Histologically, asbestosis is characterized by discrete foci of fibrosis in the walls of respiratory bronchioles accompanied by asbestos bodies17 (Box 9-3 and Fig. 9-32). As the fibrotic process progresses, it extends distally to the alveolar ducts and proximally to the membranous (terminal) bronchioles. The fibrosis also extends radially to involve alveolar septa distant from the respiratory bronchiole (Fig. 9-33). In the most advanced cases, honeycomb fibrosis is present (Fig. 9-34), characterized by 0.5- to 1-cm–diameter fibrotic-walled cysts that are lined by bronchiolar epithelium and often contain pools of mucus. Alveolar macrophages are sometimes so prominent as to suggest a diagnosis of desquamative interstitial pneumonia (DIP). In some cases, multinucleate giant cells may be identified, within either the interstitium or the alveolar spaces (Fig. 9-35). Rarely, hyperplastic alveolar type II pneumocytes may contain cytoplasmic hyaline (Fig. 9-36) reminiscent of that found in the cytoplasm of hepatocytes in alcoholic liver disease.

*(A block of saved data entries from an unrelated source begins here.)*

use async_trait::async_trait;
use k8s_openapi::api::{
    apps::v1::DaemonSet,
    core::v1::{Node, Pod},
    policy::v1::Eviction,
};
use k8s_openapi::apimachinery::pkg::apis::meta::v1::{
    APIGroupList, APIResourceList, DeleteOptions, ObjectMeta,
};
use kube::api::{Api, DeleteParams, ListParams, Patch, PatchParams, PostParams};
use snafu::{OptionExt, ResultExt};
use std::sync::Arc;
use tracing::instrument;

pub use self::error::ClientError;
type Result<T> = std::result::Result<T, ClientError>;

#[async_trait]
/// The Kubernetes API calls needed to drain a nodegroup. This is provided as a trait in order to allow
/// mocks to be used for testing purposes.
pub trait DrainClient: Send + Sync {
    /// List the Nodes matching a label selector.
    async fn list_nodes(&self, label_selector: &str) -> Result<Vec<Node>>;
    /// Apply a JSON patch to a Node.
    async fn patch_node(&self, node_name: &str, patch: &json_patch::Patch) -> Result<()>;
    /// Overwrite a Node with the given object.
    async fn replace_node(&self, node: &Node) -> Result<()>;
    /// List the Pods scheduled on a Node, optionally narrowed by a label selector. An empty selector
    /// matches every Pod.
    async fn list_pods(&self, label_selector: &str, node_name: &str) -> Result<Vec<Pod>>;
    async fn get_daemon_set(&self, namespace: &str, name: &str) -> Result<DaemonSet>;
    /// Create an Eviction for a Pod, using the discovered version of the `policy` API group.
    async fn evict_pod(
        &self,
        namespace: &str,
        name: &str,
        policy_group_version: &str,
        grace_period_seconds: u32,
    ) -> Result<()>;
    /// Delete a Pod outright, bypassing PodDisruptionBudgets.
    async fn delete_pod(&self, namespace: &str, name: &str, grace_period_seconds: u32)
        -> Result<()>;
    /// Discovery: the API groups served by the cluster.
    async fn server_groups(&self) -> Result<APIGroupList>;
    /// Discovery: the resources served for a group version. `v1` refers to the core group.
    async fn server_resources_for_group_version(
        &self,
        group_version: &str,
    ) -> Result<APIResourceList>;
}

#[async_trait]
impl<T> DrainClient for Arc<T>
where
    T: DrainClient,
{
    async fn list_nodes(&self, label_selector: &str) -> Result<Vec<Node>> {
        (**self).list_nodes(label_selector).await
    }

    async fn patch_node(&self, node_name: &str, patch: &json_patch::Patch) -> Result<()> {
        (**self).patch_node(node_name, patch).await
    }

    async fn replace_node(&self, node: &Node) -> Result<()> {
        (**self).replace_node(node).await
    }

    async fn list_pods(&self, label_selector: &str, node_name: &str) -> Result<Vec<Pod>> {
        (**self).list_pods(label_selector, node_name).await
    }

    async fn get_daemon_set(&self, namespace: &str, name: &str) -> Result<DaemonSet> {
        (**self).get_daemon_set(namespace, name).await
    }

    async fn evict_pod(
        &self,
        namespace: &str,
        name: &str,
        policy_group_version: &str,
        grace_period_seconds: u32,
    ) -> Result<()> {
        (**self)
            .evict_pod(namespace, name, policy_group_version, grace_period_seconds)
            .await
    }

    async fn delete_pod(
        &self,
        namespace: &str,
        name: &str,
        grace_period_seconds: u32,
    ) -> Result<()> {
        (**self)
            .delete_pod(namespace, name, grace_period_seconds)
            .await
    }

    async fn server_groups(&self) -> Result<APIGroupList> {
        (**self).server_groups().await
    }

    async fn server_resources_for_group_version(
        &self,
        group_version: &str,
    ) -> Result<APIResourceList> {
        (**self)
            .server_resources_for_group_version(group_version)
            .await
    }
}

const EVICTION_SUBRESOURCE_NAME: &str = "eviction";

/// Serializes the Eviction posted for a Pod.
///
/// `kube::Api::evict` always sends `policy/v1` and drops the delete options, so the body is built here with the
/// discovered API version and the grace period in `deleteOptions`.
pub(crate) fn eviction_body(
    namespace: &str,
    name: &str,
    policy_group_version: &str,
    grace_period_seconds: u32,
) -> serde_json::Result<Vec<u8>> {
    let eviction = Eviction {
        metadata: ObjectMeta {
            name: Some(name.to_string()),
            namespace: Some(namespace.to_string()),
            ..Default::default()
        },
        delete_options: Some(DeleteOptions {
            grace_period_seconds: Some(grace_period_seconds.into()),
            ..Default::default()
        }),
    };

    let mut body = serde_json::to_value(&eviction)?;
    body["apiVersion"] = serde_json::Value::from(policy_group_version);
    serde_json::to_vec(&body)
}

#[derive(Clone)]
/// Concrete implementation of the `DrainClient` trait. This implementation will almost
/// certainly be used in any case that isn't a unit test.
pub struct K8SDrainClient {
    k8s_client: kube::Client,
}

impl K8SDrainClient {
    pub fn new(k8s_client: kube::Client) -> Self {
        K8SDrainClient { k8s_client }
    }
}

impl From<kube::Client> for K8SDrainClient {
    fn from(k8s_client: kube::Client) -> Self {
        K8SDrainClient::new(k8s_client)
    }
}

#[async_trait]
impl DrainClient for K8SDrainClient {
    #[instrument(skip(self), err)]
    async fn list_nodes(&self, label_selector: &str) -> Result<Vec<Node>> {
        let nodes: Api<Node> = Api::all(self.k8s_client.clone());
        let node_list = nodes
            .list(&ListParams::default().labels(label_selector))
            .await
            .context(error::ListNodesSnafu {
                selector: label_selector,
            })?;

        Ok(node_list.items)
    }

    #[instrument(skip(self, patch), err)]
    async fn patch_node(&self, node_name: &str, patch: &json_patch::Patch) -> Result<()> {
        let nodes: Api<Node> = Api::all(self.k8s_client.clone());
        nodes
            .patch(
                node_name,
                &PatchParams::default(),
                &Patch::Json::<()>(patch.clone()),
            )
            .await
            .context(error::PatchNodeSnafu { node_name })?;

        Ok(())
    }

    #[instrument(skip(self, node), err)]
    async fn replace_node(&self, node: &Node) -> Result<()> {
        let node_name = node
            .metadata
            .name
            .as_deref()
            .context(error::MissingNodeNameSnafu)?;

        let nodes: Api<Node> = Api::all(self.k8s_client.clone());
        nodes
            .replace(node_name, &PostParams::default(), node)
            .await
            .context(error::ReplaceNodeSnafu { node_name })?;

        Ok(())
    }

    #[instrument(skip(self), err)]
    async fn list_pods(&self, label_selector: &str, node_name: &str) -> Result<Vec<Pod>> {
        let pods: Api<Pod> = Api::all(self.k8s_client.clone());

        let mut list_params =
            ListParams::default().fields(&format!("spec.nodeName={}", node_name));
        if !label_selector.is_empty() {
            list_params = list_params.labels(label_selector);
        }

        let pod_list = pods
            .list(&list_params)
            .await
            .context(error::ListPodsSnafu { node_name })?;

        Ok(pod_list.items)
    }

    #[instrument(skip(self), err)]
    async fn get_daemon_set(&self, namespace: &str, name: &str) -> Result<DaemonSet> {
        let daemon_sets: Api<DaemonSet> = Api::namespaced(self.k8s_client.clone(), namespace);
        daemon_sets
            .get(name)
            .await
            .context(error::GetDaemonSetSnafu { namespace, name })
    }

    #[instrument(skip(self), err)]
    async fn evict_pod(
        &self,
        namespace: &str,
        name: &str,
        policy_group_version: &str,
        grace_period_seconds: u32,
    ) -> Result<()> {
        let eviction = eviction_body(namespace, name, policy_group_version, grace_period_seconds)
            .context(error::SerializeEvictionSnafu { namespace, name })?;

        let pods: Api<Pod> = Api::namespaced(self.k8s_client.clone(), namespace);
        pods.create_subresource::<serde_json::Value>(
            EVICTION_SUBRESOURCE_NAME,
            name,
            &PostParams::default(),
            eviction,
        )
        .await
        .context(error::EvictPodSnafu { namespace, name })?;

        Ok(())
    }

    #[instrument(skip(self), err)]
    async fn delete_pod(
        &self,
        namespace: &str,
        name: &str,
        grace_period_seconds: u32,
    ) -> Result<()> {
        let pods: Api<Pod> = Api::namespaced(self.k8s_client.clone(), namespace);
        let delete_params = DeleteParams {
            grace_period_seconds: Some(grace_period_seconds),
            ..Default::default()
        };

        pods.delete(name, &delete_params)
            .await
            .context(error::DeletePodSnafu { namespace, name })?;

        Ok(())
    }

    #[instrument(skip(self), err)]
    async fn server_groups(&self) -> Result<APIGroupList> {
        self.k8s_client
            .list_api_groups()
            .await
            .context(error::ServerGroupsSnafu)
    }

    #[instrument(skip(self), err)]
    async fn server_resources_for_group_version(
        &self,
        group_version: &str,
    ) -> Result<APIResourceList> {
        // Core resources are served under `/api`, everything else under `/apis`.
        let resources = if group_version.contains('/') {
            self.k8s_client
                .list_api_group_resources(group_version)
                .await
        } else {
            self.k8s_client.list_core_api_resources(group_version).await
        };

        resources.context(error::ServerResourcesSnafu { group_version })
    }
}

#[cfg(any(feature = "mockall", test))]
pub mod mock {
    use super::*;
    use mockall::mock;

    mock! {
        /// A Mock DrainClient for use in tests.
        pub DrainClient {}
        #[async_trait]
        impl DrainClient for DrainClient {
            async fn list_nodes(&self, label_selector: &str) -> Result<Vec<Node>>;
            async fn patch_node(&self, node_name: &str, patch: &json_patch::Patch) -> Result<()>;
            async fn replace_node(&self, node: &Node) -> Result<()>;
            async fn list_pods(&self, label_selector: &str, node_name: &str) -> Result<Vec<Pod>>;
            async fn get_daemon_set(&self, namespace: &str, name: &str) -> Result<DaemonSet>;
            async fn evict_pod(
                &self,
                namespace: &str,
                name: &str,
                policy_group_version: &str,
                grace_period_seconds: u32,
            ) -> Result<()>;
            async fn delete_pod(
                &self,
                namespace: &str,
                name: &str,
                grace_period_seconds: u32,
            ) -> Result<()>;
            async fn server_groups(&self) -> Result<APIGroupList>;
            async fn server_resources_for_group_version(
                &self,
                group_version: &str,
            ) -> Result<APIResourceList>;
        }
    }
}

pub mod error {
    use http::StatusCode;
    use kube::core::ErrorResponse;
    use snafu::Snafu;

    // `Status.reason` values which mark a timed out request.
    const REASON_SERVER_TIMEOUT: &str = "ServerTimeout";
    const REASON_TIMEOUT: &str = "Timeout";

    #[derive(Debug, Snafu)]
    #[snafu(visibility(pub))]
    pub enum ClientError {
        #[snafu(display("Unable to list Nodes matching '{}': '{}'", selector, source))]
        ListNodes {
            source: kube::Error,
            selector: String,
        },

        #[snafu(display("Unable to patch Node '{}': '{}'", node_name, source))]
        PatchNode {
            source: kube::Error,
            node_name: String,
        },

        #[snafu(display("Unable to replace Node '{}': '{}'", node_name, source))]
        ReplaceNode {
            source: kube::Error,
            node_name: String,
        },

        #[snafu(display("Cannot replace a Node object which has no name"))]
        MissingNodeName,

        #[snafu(display("Unable to list Pods on Node '{}': '{}'", node_name, source))]
        ListPods {
            source: kube::Error,
            node_name: String,
        },

        #[snafu(display("Unable to get DaemonSet '{}/{}': '{}'", namespace, name, source))]
        GetDaemonSet {
            source: kube::Error,
            namespace: String,
            name: String,
        },

        #[snafu(display("Unable to build the Eviction for Pod '{}/{}': '{}'", namespace, name, source))]
        SerializeEviction {
            source: serde_json::Error,
            namespace: String,
            name: String,
        },

        #[snafu(display("Unable to evict Pod '{}/{}': '{}'", namespace, name, source))]
        EvictPod {
            source: kube::Error,
            namespace: String,
            name: String,
        },

        #[snafu(display("Unable to delete Pod '{}/{}': '{}'", namespace, name, source))]
        DeletePod {
            source: kube::Error,
            namespace: String,
            name: String,
        },

        #[snafu(display("Unable to discover server API groups: '{}'", source))]
        ServerGroups { source: kube::Error },

        #[snafu(display(
            "Unable to discover server resources for '{}': '{}'",
            group_version,
            source
        ))]
        ServerResources {
            source: kube::Error,
            group_version: String,
        },
    }

    impl ClientError {
        /// The error status returned by the API server, if the request reached it.
        pub fn api_error(&self) -> Option<&ErrorResponse> {
            let source = match self {
                Self::ListNodes { source, .. }
                | Self::PatchNode { source, .. }
                | Self::ReplaceNode { source, .. }
                | Self::ListPods { source, .. }
                | Self::GetDaemonSet { source, .. }
                | Self::EvictPod { source, .. }
                | Self::DeletePod { source, .. }
                | Self::ServerGroups { source }
                | Self::ServerResources { source, .. } => source,
                Self::MissingNodeName | Self::SerializeEviction { .. } => return None,
            };

            match source {
                kube::Error::Api(response) => Some(response),
                _ => None,
            }
        }

        /// The HTTP status of the failed request, if the API server answered.
        pub fn status_code(&self) -> Option<StatusCode> {
            self.api_error()
                .and_then(|response| StatusCode::from_u16(response.code).ok())
        }

        pub fn is_not_found(&self) -> bool {
            self.status_code() == Some(StatusCode::NOT_FOUND)
        }

        /// Whether a failed eviction is worth retrying later: the Pod is already gone, the server is
        /// overloaded, or a PodDisruptionBudget currently forbids the eviction.
        pub fn is_recoverable(&self) -> bool {
            let timed_out = self.api_error().map_or(false, |response| {
                response.reason == REASON_SERVER_TIMEOUT || response.reason == REASON_TIMEOUT
            });

            timed_out
                || matches!(
                    self.status_code(),
                    Some(
                        StatusCode::NOT_FOUND
                            | StatusCode::GONE
                            | StatusCode::TOO_MANY_REQUESTS
                            | StatusCode::SERVICE_UNAVAILABLE
                            | StatusCode::GATEWAY_TIMEOUT
                    )
                )
        }
    }

}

Box 9-3 Histologic Grading of Severity of Fibrosis in Asbestosis*
From Roggli VL, Gibbs AR, Attanoos R, et al. Pathology of asbestosis—an update of the diagnostic criteria. Report of the Asbestosis Committee of the College of American Pathologists and Pulmonary Pathology Society. Arch Pathol Lab Med. 2010;134:462–480.
Figure 9-34 Asbestosis. In a more advanced case, honeycombing (arrowhead) is seen, in addition to lower lobe fibrosis.
The hallmark of asbestos exposure is the asbestos body, a rod-like, beaded, or dumbbell-shaped structure with golden brown coating and a thin, translucent core.19 Asbestos bodies are typically found in the peribronchiolar interstitium (Fig. 9-37), but, with heavy exposure, may be seen in the alveolar spaces (Fig. 9-38). Detection of asbestos bodies may be facilitated by the use of iron stains, which impart a deep blue color (Fig. 9-39). Asbestos bodies may also be seen in sputum (Fig. 9-40) and in thoracic lymph nodes (Fig. 9-41) of patients with heavy exposure to asbestos. Pleural plaques consist of layers of acellular hyalinized collagen, arranged in a “basketweave” pattern (Fig. 9-42). Visceral pleural fibrosis may show this basketweave pattern or appear as compact layers of collagen. A mild lymphocytic infiltrate sometimes accompanies the fibrosis.
Figure 9-37 Asbestosis. In a transbronchial biopsy, interstitial fibrosis and an asbestos body (upper left) can be seen.
Figure 9-38 Asbestosis. Asbestos bodies are present within an alveolar space in this case of severe asbestosis.
Digestion procedures have been developed for quantifying the content of asbestos in lung tissue (Fig. 9-43). Any of the commercial forms of asbestos (chrysotile and amphiboles) may be identified in lung tissue from patients with asbestosis by means of analytic electron microscopy20 (Figs. 9-44 and 9-45). In cases in which asbestos bodies are not identified in histologic sections, the fiber burden is typically always more than 2 standard deviations below the mean value in cases with bona fide (histologically confirmed) asbestosis.21 Polarizing microscopy is not useful for the detection of asbestos in histologic sections.